## EXERCISE BRIEF
Starting at the top of the entries below, print each line exactly until the line with "pub struct AppConfig" has been printed too.

## Data excerpts
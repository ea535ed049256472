use std::path::{Path, PathBuf};

use anyhow::{Context, Result};
use serde::{Deserialize, Serialize};
use tracing::debug;

use crate::llm::OllamaConfig;
use crate::stages::{ExtractConfig, PolishConfig, SynthesizeConfig};
use crate::storage::StorageConfig;

/// Correction rule table source. When no file is named, the built-in
/// table is used.
#[derive(Debug, Clone, Default, Serialize, Deserialize)]
pub struct CorrectionsConfig {
    #[serde(default)]
    pub rules_file: Option<PathBuf>,
}

/// Whole-application configuration, loaded once at startup and read-only
/// afterwards. Every section has usable defaults so a missing file is not
/// an error.
#[derive(Debug, Clone, Default, Serialize, Deserialize)]
#[serde(default)]
pub struct AppConfig {
    pub llm: OllamaConfig,
    pub polish: PolishConfig,
    pub extract: ExtractConfig,
    pub synthesize: SynthesizeConfig,
    pub corrections: CorrectionsConfig,
    pub storage: StorageConfig,
}

impl AppConfig {
    /// Load from a JSON file; absent file yields defaults, unreadable or
    /// invalid content is an error.
    pub fn load(path: &Path) -> Result<Self> {
        if !path.exists() {
            debug!("No config file at {:?}, using defaults", path);
            return Ok(Self::default());
        }
        let content = std::fs::read_to_string(path)
            .with_context(|| format!("failed to read config file: {path:?}"))?;
        serde_json::from_str(&content)
            .with_context(|| format!("failed to parse config file: {path:?}"))
    }

    pub fn save(&self, path: &Path) -> Result<()> {
        let content = serde_json::to_string_pretty(self).context("failed to serialize config")?;
        std::fs::write(path, content)
            .with_context(|| format!("failed to write config file: {path:?}"))
    }
}
use serde::{Deserialize, Serialize};

/// Raw ASR output for one recording. Immutable once created; the pipeline
/// derives everything else from it.
#[derive(Debug, Clone, Serialize, Deserialize)]
pub struct RawTranscript {
    /// Plain transcript text, optionally with `[mm:ss] SPEAKER_NN:` lines
    /// interleaved by the upstream diarizer.
    pub text: String,
}

impl RawTranscript {
    pub fn new(text: impl Into<String>) -> Self {
        Self { text: text.into() }
    }

    /// Whether the upstream ASR already attached speaker labels.
    pub fn has_speaker_labels(&self) -> bool {
        self.text.contains("SPEAKER_")
            || self.text.contains("Doctor:")
            || self.text.contains("Patient:")
    }

    pub fn is_empty(&self) -> bool {
        self.text.trim().is_empty()
    }
}

/// Transcript after the terminology pre-pass and the LLM verbatim-correction
/// pass. Sentence count and speaker turns are preserved by prompt contract,
/// not mechanically verified.
#[derive(Debug, Clone, Serialize, Deserialize)]
pub struct PolishedTranscript {
    /// Corrected text that was sent to the model (terminology pre-pass only).
    pub corrected_text: String,
    /// Model output after the verbatim-correction pass.
    pub polished_text: String,
    /// Identifier of the model that produced the polish.
    pub model_used: String,
}

/// Pass 1 output: a plain-text inventory of clinical entities. Intermediate
/// artifact only, never a contract surface; no schema is validated.
#[derive(Debug, Clone, Serialize, Deserialize)]
pub struct ExtractedEntities {
    pub text: String,
    pub model_used: String,
}

#[cfg(test)]
mod tests {
    use super::*;

    #[test]
    fn test_speaker_label_detection() {
        let diarized = RawTranscript::new("[00:01] SPEAKER_00: tell me about the pain");
        assert!(diarized.has_speaker_labels());

        let plain = RawTranscript::new("patient reports three days of abdominal pain");
        assert!(!plain.has_speaker_labels());
    }

    #[test]
    fn test_empty_detection() {
        assert!(RawTranscript::new("   \n ").is_empty());
        assert!(!RawTranscript::new("text").is_empty());
    }
}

## OUTPUT FOR THIS EXERCISE
repository ea535ed049256472
use std::path::{Path, PathBuf};

use anyhow::{Context, Result};
use serde::{Deserialize, Serialize};
use tracing::debug;

use crate::llm::OllamaConfig;
use crate::stages::{ExtractConfig, PolishConfig, SynthesizeConfig};
use crate::storage::StorageConfig;

/// Correction rule table source. When no file is named, the built-in
/// table is used.
#[derive(Debug, Clone, Default, Serialize, Deserialize)]
pub struct CorrectionsConfig {
    #[serde(default)]
    pub rules_file: Option<PathBuf>,
}

/// Whole-application configuration, loaded once at startup and read-only
/// afterwards. Every section has usable defaults so a missing file is not
/// an error.
#[derive(Debug, Clone, Default, Serialize, Deserialize)]
#[serde(default)]
pub struct AppConfig {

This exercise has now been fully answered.